Les principaux leaders nationaux se sont également félicités de cet accord. « Un jour historique pour l’Europe ! » s’est exclamé le Président français Emmanuel Macron, tandis que la Chancelière allemande Angela Merkel a sobrement ajouté « Cela n’a pas été facile, mais ce qui compte pour moi, c’est que nous nous sommes mis d’accord et que nous sommes tous résolus à faire quelque chose de cet accord ». Du côté du club dit « frugaux » ou « radins » (Pays-Bas, Autriche, Danemark et Suède, rejoints ce weekend par la Finlande), la satisfaction est également au rendez-vous. « Le résultat des négociations est positif et prend en compte les intérêts néerlandais » s’est félicité le premier ministre néerlandais Mark Rutte. Sebastian Kurz, premier ministre autrichien, a même publié une photo des quatre leaders « frugaux » tout sourires, en soulignant les « bons résultats » de ce Conseil.
Après le soulagement d’avoir décroché un accord à l’issue de quatre jours de négociations, de nombreuses zones d’ombre et inquiétudes subsistent. De manière général, c’est l’ambiance extrêmement tendue de ce Conseil européen qui doit interpeller sur la nature même du lien et de la solidarité entre les partenaires européens. Voici les enseignements (non exhaustifs) de ces négociations hors norme.

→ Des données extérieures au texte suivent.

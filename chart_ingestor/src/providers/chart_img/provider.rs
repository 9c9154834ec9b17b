use async_trait::async_trait;
use reqwest::{
    Client, StatusCode,
    header::{self, HeaderMap, HeaderValue},
};
use secrecy::ExposeSecret;
use tracing::debug;

use crate::{
    config::ApiConfig,
    models::{chart::ChartPayload, request_params::ChartRequest},
    providers::{
        ChartProvider, ProviderError, ProviderInitError, chart_img::params::ChartImgPayload,
    },
};

pub const DEFAULT_API_URL: &str = "https://api.chart-img.com/v2/tradingview/advanced-chart";

/// Header carrying the static API key.
pub const API_KEY_HEADER: &str = "x-api-key";

/// Environment variable holding the API key.
pub const API_KEY_ENV: &str = "CHART_IMG_API_KEY";

/// Tag recorded on every chart fetched through this provider.
pub const API_VERSION: &str = "v2";

pub struct ChartImgProvider {
    client: Client,
    url: String,
}

impl ChartImgProvider {
    /// Creates a provider from the `[api]` configuration.
    ///
    /// The request timeout applies to the whole round trip. Without an API key
    /// the client is still built, but the remote service will reject requests.
    pub fn new(config: &ApiConfig) -> Result<Self, ProviderInitError> {
        let mut headers = HeaderMap::new();
        headers.insert(
            header::CONTENT_TYPE,
            HeaderValue::from_static("application/json"),
        );
        if let Some(key) = &config.api_key {
            let mut value = HeaderValue::from_str(key.expose_secret())?;
            value.set_sensitive(true);
            headers.insert(API_KEY_HEADER, value);
        }

        let client = Client::builder()
            .default_headers(headers)
            .timeout(config.timeout())
            .build()?;

        Ok(Self {
            client,
            url: config.url.clone(),
        })
    }
}

#[async_trait]
impl ChartProvider for ChartImgProvider {
    async fn fetch_chart(&self, request: &ChartRequest) -> Result<ChartPayload, ProviderError> {
        debug!(
            "POST {} symbol={} interval={} bars_back={}",
            self.url, request.symbol, request.interval, request.bars_back
        );

        let response = self
            .client
            .post(&self.url)
            .json(&ChartImgPayload::from(request))
            .send()
            .await?;

        let status = response.status();
        if status != StatusCode::OK {
            let body = response
                .text()
                .await
                .unwrap_or_else(|_| "Unknown API error".to_string());
            return Err(ProviderError::Api {
                status: status.as_u16(),
                body,
            });
        }

        let bytes = response.bytes().await?;
        Ok(ChartPayload(bytes.to_vec()))
    }

    fn api_version(&self) -> &str {
        API_VERSION
    }
}
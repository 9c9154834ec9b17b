//! Hourly, daily and weekly charts for one ticker.
//!
//! [`ChartOrchestrator::run`] resolves the ticker, drives
//! [`fetch_chart`](crate::requests::chart::fetch_chart) once per
//! [`Timeframe`] slot, retries the hourly slot once with its alternate interval
//! encoding, aggregates the outcomes into a [`RunReport`] and persists the
//! matching [`RunSummary`](crate::models::summary::RunSummary).
//!
//! A failed timeframe never stops the others. Only storage failures abort a
//! run, as [`OrchestrationError::Persistence`].

use std::{path::Path, sync::Arc};

use chrono::Local;
use indexmap::IndexMap;
use serde::Deserialize;
use tracing::info;

use crate::{
    config::ServiceConfig,
    errors::Error,
    io::{FileSink, sink::ChartSink},
    models::{
        chart::{ChartFailure, ChartResult},
        request_params::ChartRequest,
        summary::{EXPECTED_CHARTS, RunReport},
        symbol::{ExchangeSymbol, SymbolMap, normalize_ticker},
        timeframe::Timeframe,
    },
    providers::{ChartProvider, chart_img::ChartImgProvider},
    requests::{FILE_TIMESTAMP_FORMAT, OrchestrationError, chart::fetch_chart, file_component},
};

#[derive(Debug, Clone, Copy, Default, PartialEq, Eq, Deserialize)]
#[serde(default, deny_unknown_fields)]
pub struct OrchestratorOptions {
    /// Drive the three slots concurrently instead of one after another.
    /// Report order stays hourly, daily, weekly either way.
    pub concurrent: bool,
}

pub struct ChartOrchestrator {
    provider: Arc<dyn ChartProvider>,
    sink: Arc<dyn ChartSink>,
    symbols: SymbolMap,
    options: OrchestratorOptions,
}

impl ChartOrchestrator {
    pub fn new(
        provider: Arc<dyn ChartProvider>,
        sink: Arc<dyn ChartSink>,
        symbols: SymbolMap,
        options: OrchestratorOptions,
    ) -> Self {
        Self {
            provider,
            sink,
            symbols,
            options,
        }
    }

    /// Wires the production chart-img provider and a [`FileSink`] from configuration.
    pub fn from_config(config: &ServiceConfig) -> Result<Self, Error> {
        let provider = ChartImgProvider::new(&config.api)?;
        let sink = FileSink::new(&config.output.dir);
        Ok(Self::new(
            Arc::new(provider),
            Arc::new(sink),
            config.symbols.clone(),
            config.orchestrator,
        ))
    }

    pub fn output_dir(&self) -> &Path {
        self.sink.output_dir()
    }

    /// Generates all three charts for `ticker` and writes the run summary.
    pub async fn run(&self, ticker: &str) -> Result<RunReport, OrchestrationError> {
        let ticker = normalize_ticker(ticker);
        if ticker.is_empty() {
            return Err(OrchestrationError::EmptyTicker);
        }

        let symbol = self.symbols.resolve(&ticker);
        let timestamp = Local::now();
        info!("Generating charts for ticker {} -> {}", ticker, symbol);

        let outcomes = if self.options.concurrent {
            let (hourly, daily, weekly) = tokio::join!(
                self.run_slot(Timeframe::Hourly, &symbol),
                self.run_slot(Timeframe::Daily, &symbol),
                self.run_slot(Timeframe::Weekly, &symbol),
            );
            vec![hourly?, daily?, weekly?]
        } else {
            let mut outcomes = Vec::with_capacity(EXPECTED_CHARTS);
            for timeframe in Timeframe::ALL {
                outcomes.push(self.run_slot(timeframe, &symbol).await?);
            }
            outcomes
        };

        let mut charts = IndexMap::new();
        let mut errors = Vec::new();
        for (timeframe, outcome) in Timeframe::ALL.into_iter().zip(outcomes) {
            match outcome {
                ChartResult::Success(image) => {
                    charts.insert(timeframe.label().to_string(), image);
                }
                ChartResult::Failure(failure) => errors.push(failure),
            }
        }

        let mut report = RunReport::new(ticker, symbol, timestamp, charts, errors);

        let file_name = format!(
            "{}_summary_{}.json",
            file_component(&report.ticker),
            timestamp.format(FILE_TIMESTAMP_FORMAT)
        );
        report.summary_path = self
            .sink
            .write_summary(&file_name, &report.summary())
            .await?;

        info!(
            "Chart generation complete. Success: {}/{}. Summary: {}",
            report.success_count,
            EXPECTED_CHARTS,
            report.summary_path.display()
        );

        Ok(report)
    }

    /// Tries each interval of the slot in order until one succeeds. A slot that
    /// exhausts its attempts yields one failure labelled with the slot, holding
    /// the last attempt's error.
    async fn run_slot(
        &self,
        timeframe: Timeframe,
        symbol: &ExchangeSymbol,
    ) -> Result<ChartResult, OrchestrationError> {
        let mut failure = ChartFailure {
            interval: timeframe.label().to_string(),
            error: String::new(),
            details: None,
            attempted_intervals: Vec::new(),
        };

        for (attempt, interval) in timeframe.attempts().enumerate() {
            if attempt > 0 {
                info!(
                    "Trying alternative {} interval format '{}'",
                    timeframe, interval
                );
            }

            let request = ChartRequest::build(symbol.clone(), interval, timeframe.bars_back());
            failure.attempted_intervals.push(interval.to_string());

            match fetch_chart(
                self.provider.as_ref(),
                self.sink.as_ref(),
                &request,
                timeframe.description(),
            )
            .await?
            {
                ChartResult::Success(image) => return Ok(ChartResult::Success(image)),
                ChartResult::Failure(last) => {
                    failure.error = last.error;
                    failure.details = last.details;
                }
            }
        }

        Ok(ChartResult::Failure(failure))
    }
}
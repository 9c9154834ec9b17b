//! Browser preview of a run: one card per stored chart with the image inlined
//! as a data URI.

use std::{fmt::Write, path::Path};

use chart_ingestor::{RunReport, models::summary::EXPECTED_CHARTS};

const STYLE: &str = r#"
body { background: #0a0a0a; color: #fff; font-family: -apple-system, BlinkMacSystemFont, "Segoe UI", Roboto, sans-serif; margin: 0; padding: 20px; line-height: 1.6; }
.header { text-align: center; margin-bottom: 30px; padding: 30px; background: linear-gradient(135deg, #1a1a1a, #2a2a2a); border-radius: 15px; }
h1 { margin: 0; font-size: 2.5em; color: #4CAF50; }
.status { margin-top: 15px; font-size: 1.2em; }
.chart-container { margin: 30px auto; padding: 25px; background: #1a1a1a; border-radius: 15px; max-width: 1920px; }
.chart-header { display: flex; justify-content: space-between; align-items: center; margin-bottom: 20px; padding-bottom: 15px; border-bottom: 1px solid #333; }
h3 { margin: 0; color: #4CAF50; font-size: 1.5em; }
.api-badge { display: inline-block; background: #4CAF50; color: #000; padding: 3px 8px; border-radius: 5px; font-size: 0.6em; margin-left: 10px; }
.indicators { margin: 15px 0; color: #999; }
.indicator-badge { display: inline-block; background: #2a2a2a; padding: 5px 12px; border-radius: 20px; margin: 3px; font-size: 0.85em; border: 1px solid #444; }
img { width: 100%; border: 2px solid #333; border-radius: 10px; margin-top: 15px; }
.success { color: #4CAF50; font-weight: bold; }
.warning { color: #ff9800; font-weight: bold; }
.metadata { display: flex; gap: 20px; font-size: 0.9em; color: #666; }
.footer { text-align: center; margin-top: 40px; color: #666; }
"#;

/// Escapes text for use in element content and quoted attribute values.
pub fn escape_html(raw: &str) -> String {
    let mut out = String::with_capacity(raw.len());
    for c in raw.chars() {
        match c {
            '&' => out.push_str("&amp;"),
            '<' => out.push_str("&lt;"),
            '>' => out.push_str("&gt;"),
            '"' => out.push_str("&quot;"),
            '\'' => out.push_str("&#39;"),
            c => out.push(c),
        }
    }
    out
}

/// Renders the preview page for `report`. `ticker` is the raw path segment
/// the caller asked for.
pub fn render_report(ticker: &str, report: &RunReport, output_dir: &Path) -> String {
    let (status_class, status_text) = if report.success {
        ("success", format!("All {EXPECTED_CHARTS} charts generated successfully"))
    } else {
        (
            "warning",
            format!("{}/{EXPECTED_CHARTS} charts generated", report.success_count),
        )
    };

    let mut page = String::new();
    // write! into a String cannot fail
    let _ = write!(
        page,
        r#"<!DOCTYPE html>
<html>
<head>
<meta charset="utf-8">
<title>Chart Results for {ticker}</title>
<style>{STYLE}</style>
</head>
<body>
<div class="header">
<h1>Chart Generation Results</h1>
<div class="status"><strong>{ticker}</strong> &rarr; {symbol} | Generated: {generated}</div>
<div class="status">Status: <span class="{status_class}">{status_text}</span></div>
</div>
"#,
        ticker = escape_html(ticker),
        symbol = escape_html(report.symbol.as_str()),
        generated = report.timestamp.format("%Y-%m-%d %H:%M:%S"),
    );

    for (label, chart) in &report.charts {
        let badges = chart
            .indicators
            .iter()
            .map(|name| format!(r#"<span class="indicator-badge">{}</span>"#, escape_html(name)))
            .collect::<Vec<_>>()
            .join(" ");
        let extended = if chart.extended_hours {
            "<span>Extended Hours</span>"
        } else {
            ""
        };

        let _ = write!(
            page,
            r#"<div class="chart-container">
<div class="chart-header">
<h3>{description} <span class="api-badge">API {api_version}</span></h3>
<div class="metadata">
<span>Interval: {interval}</span>
<span>Bars: {bars}</span>
<span>Size: {size:.1} KB</span>
{extended}
</div>
</div>
<div class="indicators"><strong>Technical Indicators:</strong><br>{badges}</div>
<img src="data:{mime};base64,{data}" alt="{label} chart">
</div>
"#,
            description = escape_html(&chart.description),
            api_version = escape_html(&chart.api_version.to_uppercase()),
            interval = escape_html(&chart.interval),
            bars = chart.bars_back,
            size = chart.size_kb,
            mime = chart.format.mime_type(),
            data = chart.base64_image,
            label = escape_html(label),
        );
    }

    let _ = write!(
        page,
        r#"<div class="footer">{service} | Powered by TradingView Charts<br>Output Directory: {dir}</div>
</body>
</html>
"#,
        service = crate::routes::SERVICE_NAME,
        dir = escape_html(&output_dir.display().to_string()),
    );

    page
}

#[cfg(test)]
mod tests {
    use super::*;

    #[test]
    fn escapes_markup_characters() {
        assert_eq!(
            escape_html(r#"<script>alert("x&'y")</script>"#),
            "&lt;script&gt;alert(&quot;x&amp;&#39;y&quot;)&lt;/script&gt;"
        );
        assert_eq!(escape_html("NVDA"), "NVDA");
    }
}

1. En brisant deux tabous, l’Europe a montré qu’elle pouvait encore avancer
En voulant toutefois garder une pointe d’optimisme, disons que le principal enseignement de ce marathon institutionnel bruxellois est que l’UE a réussi à se mettre d’accord sur un plan de relance à l’ambition inédite pour répondre à une crise qui ne l’est pas moins. Eurostat a ainsi prévu une contraction de l’économie européenne de 8,7% (à titre de comparaison, la récession n’avait atteint que 1,8% en 2009).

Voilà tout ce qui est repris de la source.